There are prospects lurking, but Hundley is a proven talent. In addition, he won’t truly block any of the up-and-comers. The position of catcher is perfectly suited for platooning. Hundley not getting an extension is a miss in my book.
Chase Headley is the next miss on the Padres part. Headley is another player who has adjusted his game to fit PETCO Park and help the Padres. He is an average to above average third baseman according to standard and advanced defensive metrics. Headley’s biggest problem is his position. He plays in the exact position the Padres hope to fill one day with Jedd Gyorko.
However, the team could have bought Headley for a few years with a mutually beneficial contract extension. He’s the type of player they could have probably got for around$2-2.5 million a year. Again with Headley, the Padres will still get another shot at extending his contract, but they could be costing themselves a substantial amount of money if Headley out-performs expectations.

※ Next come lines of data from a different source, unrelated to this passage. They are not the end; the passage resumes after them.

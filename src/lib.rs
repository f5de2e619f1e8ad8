//! A CommonMark parser that builds a block tree with resolved inline content.
pub mod ast;
mod block;
mod delimiter;
mod entity;
pub mod error;
mod inline;
pub mod parser;
pub mod reference;
pub mod renderer;
mod scanners;
pub mod settings;

pub use ast::{Block, BlockId, BlockTag, Document, Inline};
pub use error::{ParseError, SettingsError};
pub use parser::Parser;
pub use renderer::HtmlRenderer;
pub use settings::ParserSettings;

/// Parse markdown text with default settings.
pub fn parse_document(markdown: &str) -> Result<Document, ParseError> {
    Parser::new().parse(markdown)
}

/// Parse markdown text and render to HTML
pub fn markdown_to_html(markdown: &str) -> Result<String, ParseError> {
    let document = parse_document(markdown)?;
    Ok(HtmlRenderer::new().render(&document))
}

#[cfg(test)]
mod tests {
    use super::*;

    #[test]
    fn test_empty_input() {
        assert_eq!(markdown_to_html("").unwrap(), "");
    }

    #[test]
    fn test_basic_image() {
        let result = markdown_to_html("![foo](/url \"title\")\n").unwrap();
        assert_eq!(
            result,
            "<p><img src=\"/url\" alt=\"foo\" title=\"title\" /></p>\n"
        );
    }

    #[test]
    fn test_image_without_title() {
        let result = markdown_to_html("![bar](/path)\n").unwrap();
        assert_eq!(result, "<p><img src=\"/path\" alt=\"bar\" /></p>\n");
    }

    #[test]
    fn test_multi_codepoint_entities() {
        assert_eq!(
            markdown_to_html("&ngE; &nGt;").unwrap(),
            "<p>\u{2267}\u{338} \u{226B}\u{20D2}</p>\n"
        );
    }

    #[test]
    fn test_undefined_collapsed_reference() {
        assert_eq!(
            markdown_to_html("[missing][]").unwrap(),
            "<p>[missing][]</p>\n"
        );
    }

    #[test]
    fn test_document_serializes_to_json() {
        let document = parse_document("# hi").unwrap();
        let json = serde_json::to_string(&document).unwrap();
        let back: Document = serde_json::from_str(&json).unwrap();
        assert_eq!(back, document);
    }
}
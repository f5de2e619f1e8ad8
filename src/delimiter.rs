//! Pending delimiter list used while parsing the inlines of one block.
//!
//! Entries live in a vector and are chained through `prev`/`next` so that
//! removing a span keeps every other [`EntryId`] valid. Removed entries are
//! marked [`Activity::Removed`] and never handed out again.

use crate::inline::InlineId;

#[derive(Debug, Clone, Copy, PartialEq, Eq)]
pub(crate) struct EntryId(usize);

/// Link brackets are resolved before emphasis that encloses them.
#[derive(Debug, Clone, Copy, PartialEq, Eq, PartialOrd, Ord)]
pub(crate) enum Priority {
    Emphasis,
    Links,
}

#[derive(Debug, Clone, Copy, PartialEq, Eq)]
pub(crate) enum Activity {
    Eligible,
    /// A `[` that may no longer form a link because a link was already
    /// formed after it.
    Blocked,
    Removed,
}

#[derive(Debug, Clone)]
pub(crate) struct Entry {
    pub delimiter: u8,
    /// Delimiter characters still available; unused for brackets.
    pub count: usize,
    pub can_open: bool,
    pub can_close: bool,
    /// Opened by `![`.
    pub image: bool,
    pub priority: Priority,
    /// Text node holding the delimiter run.
    pub node: InlineId,
    /// Byte offset just after an opening bracket.
    pub start: usize,
    pub activity: Activity,
    prev: Option<EntryId>,
    next: Option<EntryId>,
}

impl Entry {
    pub fn emphasis(
        delimiter: u8,
        count: usize,
        can_open: bool,
        can_close: bool,
        node: InlineId,
    ) -> Self {
        Entry {
            delimiter,
            count,
            can_open,
            can_close,
            image: false,
            priority: Priority::Emphasis,
            node,
            start: 0,
            activity: Activity::Eligible,
            prev: None,
            next: None,
        }
    }

    pub fn bracket(image: bool, node: InlineId, start: usize) -> Self {
        Entry {
            delimiter: b'[',
            count: 1,
            can_open: true,
            can_close: false,
            image,
            priority: Priority::Links,
            node,
            start,
            activity: Activity::Eligible,
            prev: None,
            next: None,
        }
    }
}

#[derive(Debug, Default)]
pub(crate) struct DelimiterStack {
    entries: Vec<Entry>,
    first: Option<EntryId>,
    last: Option<EntryId>,
}

impl DelimiterStack {
    pub fn new() -> Self {
        Self::default()
    }

    pub fn push(&mut self, mut entry: Entry) -> EntryId {
        let id = EntryId(self.entries.len());
        entry.prev = self.last;
        entry.next = None;
        self.entries.push(entry);
        match self.last {
            Some(last) => self.entries[last.0].next = Some(id),
            None => self.first = Some(id),
        }
        self.last = Some(id);
        id
    }

    pub fn first(&self) -> Option<EntryId> {
        self.first
    }

    pub fn last(&self) -> Option<EntryId> {
        self.last
    }

    pub fn prev(&self, id: EntryId) -> Option<EntryId> {
        self.entries[id.0].prev
    }

    pub fn next(&self, id: EntryId) -> Option<EntryId> {
        self.entries[id.0].next
    }

    pub fn get(&self, id: EntryId) -> &Entry {
        &self.entries[id.0]
    }

    pub fn get_mut(&mut self, id: EntryId) -> &mut Entry {
        &mut self.entries[id.0]
    }

    /// Walk back from `from` looking for an opener for `delimiter`, without
    /// stepping onto `floor`.
    ///
    /// The flag is false only when the walk ran out of entries: no opener
    /// exists, so the delimiter can never close anything. It stays true when
    /// the search was cut short by a higher-priority entry or by an earlier
    /// closer for the same delimiter, either of which may still go away.
    pub fn find_matching_opener(
        &self,
        from: Option<EntryId>,
        floor: Option<EntryId>,
        priority: Priority,
        delimiter: u8,
    ) -> (Option<EntryId>, bool) {
        let mut current = from;
        while let Some(id) = current {
            if Some(id) == floor {
                break;
            }
            let entry = &self.entries[id.0];
            if entry.priority > priority || (entry.delimiter == delimiter && entry.can_close) {
                return (None, true);
            }
            if entry.delimiter == delimiter && entry.can_open {
                return (Some(id), true);
            }
            current = entry.prev;
        }
        (None, false)
    }

    /// Unlink `first` and every entry after it up to and including `last`,
    /// or to the end of the list when `last` is `None`.
    pub fn remove_range(&mut self, first: EntryId, last: Option<EntryId>) {
        let before = self.entries[first.0].prev;
        let mut current = Some(first);
        let mut after = None;
        while let Some(id) = current {
            let entry = &mut self.entries[id.0];
            entry.activity = Activity::Removed;
            current = entry.next.take();
            entry.prev = None;
            if Some(id) == last {
                after = current;
                break;
            }
        }

        match before {
            Some(b) => self.entries[b.0].next = after,
            None => self.first = after,
        }
        match after {
            Some(a) => self.entries[a.0].prev = before,
            None => self.last = before,
        }
    }

    pub fn remove(&mut self, id: EntryId) {
        self.remove_range(id, Some(id));
    }

    /// Remove the entries strictly between `opener` and `closer`.
    pub fn remove_between(&mut self, opener: EntryId, closer: EntryId) {
        if let Some(inner) = self.next(opener)
            && inner != closer
            && let Some(last) = self.prev(closer)
        {
            self.remove_range(inner, Some(last));
        }
    }
}

#[cfg(test)]
mod tests {
    use super::*;

    fn node(n: usize) -> InlineId {
        InlineId(n)
    }

    fn ids(stack: &DelimiterStack) -> Vec<usize> {
        let mut out = Vec::new();
        let mut current = stack.first();
        while let Some(id) = current {
            out.push(id.0);
            current = stack.next(id);
        }
        out
    }

    #[test]
    fn remove_range_to_end() {
        let mut stack = DelimiterStack::new();
        let a = stack.push(Entry::emphasis(b'*', 1, true, false, node(1)));
        let b = stack.push(Entry::emphasis(b'_', 1, true, false, node(2)));
        stack.push(Entry::emphasis(b'*', 2, true, false, node(3)));

        stack.remove_range(b, None);
        assert_eq!(ids(&stack), vec![0]);
        assert_eq!(stack.last(), Some(a));
        assert_eq!(stack.get(b).activity, Activity::Removed);
    }

    #[test]
    fn remove_between_keeps_endpoints() {
        let mut stack = DelimiterStack::new();
        let a = stack.push(Entry::emphasis(b'*', 1, true, false, node(1)));
        stack.push(Entry::emphasis(b'_', 1, true, false, node(2)));
        stack.push(Entry::emphasis(b'_', 1, true, false, node(3)));
        let d = stack.push(Entry::emphasis(b'*', 1, false, true, node(4)));

        stack.remove_between(a, d);
        assert_eq!(ids(&stack), vec![0, 3]);
        assert_eq!(stack.prev(d), Some(a));
    }

    #[test]
    fn links_block_emphasis_search() {
        let mut stack = DelimiterStack::new();
        stack.push(Entry::emphasis(b'*', 1, true, false, node(1)));
        let bracket = stack.push(Entry::bracket(false, node(2), 3));

        let (opener, can_close) =
            stack.find_matching_opener(Some(bracket), None, Priority::Emphasis, b'*');
        assert_eq!(opener, None);
        assert!(can_close);

        stack.remove(bracket);
        let (opener, _) =
            stack.find_matching_opener(stack.last(), None, Priority::Emphasis, b'*');
        assert_eq!(opener, Some(EntryId(0)));
    }

    #[test]
    fn empty_search_cannot_close() {
        let mut stack = DelimiterStack::new();
        let a = stack.push(Entry::emphasis(b'_', 1, true, false, node(1)));
        let (opener, can_close) =
            stack.find_matching_opener(Some(a), None, Priority::Emphasis, b'*');
        assert_eq!(opener, None);
        assert!(!can_close);
    }

    #[test]
    fn floor_bounds_the_search() {
        let mut stack = DelimiterStack::new();
        let a = stack.push(Entry::emphasis(b'*', 1, true, false, node(1)));
        let b = stack.push(Entry::emphasis(b'_', 1, true, false, node(2)));
        let (opener, _) = stack.find_matching_opener(Some(b), Some(a), Priority::Emphasis, b'*');
        assert_eq!(opener, None);
    }
}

Many people hoped the Padres would extend Quentin’s contract to something the Padres could afford, but it seems clear the team doe snot want to go that route. In allowing Quentin to reach arbitration, the Padres have essentially confirmed they are renting Quentin for one year at best and may use him as trade bait come July.
Venable is arbitration eligible for the first time this season. He doesn’t become a free agent until 2016. It makes sense for the Padres to sit back and work out a system that will see him get the at-bats he needs without taking up a fielding position they’d like to give to someone else. He should be platooning with Chris Denorfia in right and will see some time in left next season. Until Venable’s future becomes a little more clear, arbitration is the best path for the Padres.